A fragment of barnase comprising amino acids 1 to 36 (B(1–36)) that encompasses the region containing the two large helices (residues 6–18 and 26–34) of the native protein has been obtained by cleavage of the barnase mutant Val36 → Met with cyanogen bromide. The circular dichroism (c.d.) spectrum of B(1–36) in the far ultraviolet indicates that the fragment is only weakly structured in water at neutral pH. The two-dimensional 1H nuclear magnetic resonance spectrum of B(1–36) shows, however, that a fraction of the population does have helical structure, spanning amino acid residues 8 to 18. B(1–36) becomes more helical in 35% trifluoroethanol. This is indicated by the c.d. spectrum and the increase from 6.6 to 7.0 in the p K a of His18, which is known to interact with the dipole of helix 6–18 in native barnase. The helical region of B(1–36) in 35% trifluoroethanol extends to residue 6. It is calculated from extrapolation of a trifluoroethanol titration of the ellipticity at 222 nm that B(1–36) exhibits in water ~6% of helical structure, calculated for a 36 residue α-helical peptide.
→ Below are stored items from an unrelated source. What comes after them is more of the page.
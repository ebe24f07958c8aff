/*
[INPUT]:  Strings or JSON values that may hold stringified (even twice) JSON
[OUTPUT]: Materialized JSON structures
[POS]:    Format layer - lenient JSON unwrapping for log payloads
[UPDATE]: When unwrapping rules or the depth limit change
*/

use serde_json::{Map, Value};
use thiserror::Error;

/// Nesting beyond this depth is left as is
pub const MAX_PARSE_DEPTH: usize = 64;

#[derive(Error, Debug, Clone, PartialEq, Eq)]
pub enum FormatError {
    #[error("JSON nesting exceeds {limit} levels")]
    DepthExceeded { limit: usize },
}

/// Parse `s` as JSON, unwrapping one extra level of stringification.
///
/// If the first parse yields a string, that string is parsed again; if the
/// second parse fails the first result is returned. If the first parse
/// fails the input comes back as a JSON string.
pub fn smart_json_parse(s: &str) -> Value {
    match serde_json::from_str::<Value>(s) {
        Ok(Value::String(inner)) => match serde_json::from_str::<Value>(&inner) {
            Ok(parsed) => parsed,
            Err(_) => Value::String(inner),
        },
        Ok(parsed) => parsed,
        Err(_) => Value::String(s.to_string()),
    }
}

/// Recursively replace JSON-in-a-string with the structure it encodes.
///
/// Strings are unwrapped until they stop changing, which makes the function
/// idempotent. Content nested deeper than [`MAX_PARSE_DEPTH`] is returned
/// untouched.
pub fn deep_json_parse(value: &Value) -> Value {
    match walk(value, 0, false) {
        Ok(parsed) => parsed,
        // lenient walks never fail
        Err(_) => value.clone(),
    }
}

/// Like [`deep_json_parse`] but reports inputs nested beyond the limit
pub fn try_deep_json_parse(value: &Value) -> Result<Value, FormatError> {
    walk(value, 0, true)
}

fn walk(value: &Value, depth: usize, strict: bool) -> Result<Value, FormatError> {
    if depth > MAX_PARSE_DEPTH {
        return if strict {
            Err(FormatError::DepthExceeded {
                limit: MAX_PARSE_DEPTH,
            })
        } else {
            Ok(value.clone())
        };
    }

    match value {
        Value::String(s) => {
            let parsed = smart_json_parse(s);
            match &parsed {
                Value::String(p) if p == s => Ok(parsed),
                _ => walk(&parsed, depth + 1, strict),
            }
        }
        Value::Array(items) => items
            .iter()
            .map(|item| walk(item, depth + 1, strict))
            .collect::<Result<Vec<_>, _>>()
            .map(Value::Array),
        Value::Object(object) => {
            let mut result = Map::with_capacity(object.len());
            for (key, item) in object {
                result.insert(key.clone(), walk(item, depth + 1, strict)?);
            }
            Ok(Value::Object(result))
        }
        _ => Ok(value.clone()),
    }
}

#[cfg(test)]
mod tests {
    use super::*;
    use rstest::rstest;
    use serde_json::json;

    #[test]
    fn test_smart_parse_plain_json() {
        assert_eq!(smart_json_parse(r#"{"key": "value"}"#), json!({"key": "value"}));
    }

    #[test]
    fn test_smart_parse_double_stringified() {
        let once = serde_json::to_string(&json!({"key": "value"})).unwrap();
        let twice = serde_json::to_string(&once).unwrap();
        assert_eq!(smart_json_parse(&twice), json!({"key": "value"}));
    }

    #[test]
    fn test_smart_parse_string_literal_that_is_not_json() {
        assert_eq!(smart_json_parse(r#""hello""#), json!("hello"));
    }

    #[rstest]
    #[case("not json")]
    #[case("{broken")]
    #[case("")]
    fn test_smart_parse_returns_input_on_failure(#[case] input: &str) {
        assert_eq!(smart_json_parse(input), Value::String(input.to_string()));
    }

    #[test]
    fn test_deep_parse_nested_fields() {
        let value = json!({
            "data": "{\"nested\": \"value\"}",
            "array": ["{\"item\": 1}", "plain string"],
            "number": 42
        });

        assert_eq!(
            deep_json_parse(&value),
            json!({
                "data": {"nested": "value"},
                "array": [{"item": 1}, "plain string"],
                "number": 42
            })
        );
    }

    #[test]
    fn test_deep_parse_unwraps_inner_stringified_layers() {
        let inner = serde_json::to_string(&json!({"message": "ok"})).unwrap();
        let middle = serde_json::to_string(&json!({"text": inner})).unwrap();
        let outer = json!({ "output": middle });

        assert_eq!(
            deep_json_parse(&outer),
            json!({"output": {"text": {"message": "ok"}}})
        );
    }

    #[rstest]
    #[case(json!({"a": "{\"b\": \"[1, \\\"2\\\"]\"}"}))]
    #[case(json!(["\"\\\"true\\\"\"", "x", null, 3.5]))]
    #[case(json!("\"{\\\"k\\\": \\\"{\\\\\\\"deep\\\\\\\": 1}\\\"}\""))]
    fn test_deep_parse_is_idempotent(#[case] value: Value) {
        let once = deep_json_parse(&value);
        let twice = deep_json_parse(&once);
        assert_eq!(once, twice);
    }

    #[test]
    fn test_depth_limit() {
        let mut value = json!("leaf");
        for _ in 0..(MAX_PARSE_DEPTH + 5) {
            value = json!([value]);
        }

        assert_eq!(
            try_deep_json_parse(&value),
            Err(FormatError::DepthExceeded {
                limit: MAX_PARSE_DEPTH
            })
        );
        assert_eq!(deep_json_parse(&value), value);
    }
}
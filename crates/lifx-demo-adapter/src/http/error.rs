/*
[INPUT]:  Error sources (HTTP, API status, rate limiting, storage, clipboard)
[OUTPUT]: Structured error types with classification helpers
[POS]:    Error handling layer - unified error types for entire crate
[UPDATE]: When adding new error sources or improving error messages
*/

use reqwest::StatusCode;
use thiserror::Error;

use crate::storage::StorageError;

/// Server code for an exhausted per-session quota
pub const SESSION_LIMIT_CODE: &str = "SESSION_LIMIT";
/// Server code for several live sessions from one address
pub const MULTIPLE_SESSIONS_CODE: &str = "MULTIPLE_SESSIONS";

/// Main error type for the demo client
#[derive(Error, Debug)]
pub enum ClientError {
    /// Transport failure: connect, timeout, body read
    #[error("HTTP request failed: {0}")]
    Http(#[from] reqwest::Error),

    /// Server answered with a non-success status
    #[error("Request failed with status code {status}")]
    Status {
        status: u16,
        body: serde_json::Value,
    },

    /// HTTP 429 with code `SESSION_LIMIT`
    #[error("Session request limit reached. Please try again later.")]
    SessionLimit,

    /// HTTP 429 with code `MULTIPLE_SESSIONS`; callers recover with a session reset
    #[error("Multiple sessions detected from your IP. Please close other tabs.")]
    MultipleSessions,

    /// Log endpoint answered but reported `success: false`
    #[error("{0}")]
    LogsUnavailable(String),

    /// Serialization/deserialization failed
    #[error("Serialization error: {0}")]
    Serialization(#[from] serde_json::Error),

    /// URL parsing failed
    #[error("Invalid URL: {0}")]
    UrlParse(#[from] url::ParseError),

    /// Invalid response from server
    #[error("Invalid response: {0}")]
    InvalidResponse(String),

    /// Persisted state could not be read or written
    #[error("Storage error: {0}")]
    Storage(#[from] StorageError),

    /// Clipboard unavailable or write rejected
    #[error("Clipboard error: {0}")]
    Clipboard(String),

    /// Configuration error
    #[error("Configuration error: {0}")]
    Config(String),
}

impl ClientError {
    /// Create a status error from a response status and decoded body
    pub fn status(status: StatusCode, body: serde_json::Value) -> Self {
        ClientError::Status {
            status: status.as_u16(),
            body,
        }
    }

    /// HTTP status carried by the error, if any
    pub fn status_code(&self) -> Option<u16> {
        match self {
            ClientError::Status { status, .. } => Some(*status),
            ClientError::Http(err) => err.status().map(|s| s.as_u16()),
            ClientError::SessionLimit | ClientError::MultipleSessions => Some(429),
            _ => None,
        }
    }

    /// Endpoint does not exist on this server
    pub fn is_not_found(&self) -> bool {
        self.status_code() == Some(404)
    }

    /// The sentinel a caller answers with `make_api_request_with_session_reset`
    pub fn is_multiple_sessions(&self) -> bool {
        matches!(self, ClientError::MultipleSessions)
    }

    pub fn is_rate_limited(&self) -> bool {
        self.status_code() == Some(429)
    }

    /// Check if the error is a transport timeout
    pub fn is_timeout(&self) -> bool {
        matches!(self, ClientError::Http(err) if err.is_timeout())
    }

    /// Map a 429 body onto the domain errors; `None` for unknown codes
    pub fn from_rate_limit_code(code: &str) -> Option<Self> {
        match code {
            SESSION_LIMIT_CODE => Some(ClientError::SessionLimit),
            MULTIPLE_SESSIONS_CODE => Some(ClientError::MultipleSessions),
            _ => None,
        }
    }
}

/// Result type alias for client operations
pub type Result<T> = std::result::Result<T, ClientError>;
This corresponds to ~20% of that expected for an 11-residue α-helical region. In trifluoroethanol, c.d. measurements indicate that ~30% of the 36-residue peptide is helical. It has been shown from extensive studies of the refolding of barnase that there is a folding intermediate that contains residues 8 to 18 in a helical conformation and that residue 6 is mainly unfolded. The experiments on the conformation of B(1–36) show that a small, but significant fraction, of its population in water adopts the conformation of the major α-helix during the barnase folding pathway, in the absence of tertiary interactions. Thus, in the folding of native barnase, secondary structure formation can precede the docking of the major α-helix onto the β-sheet.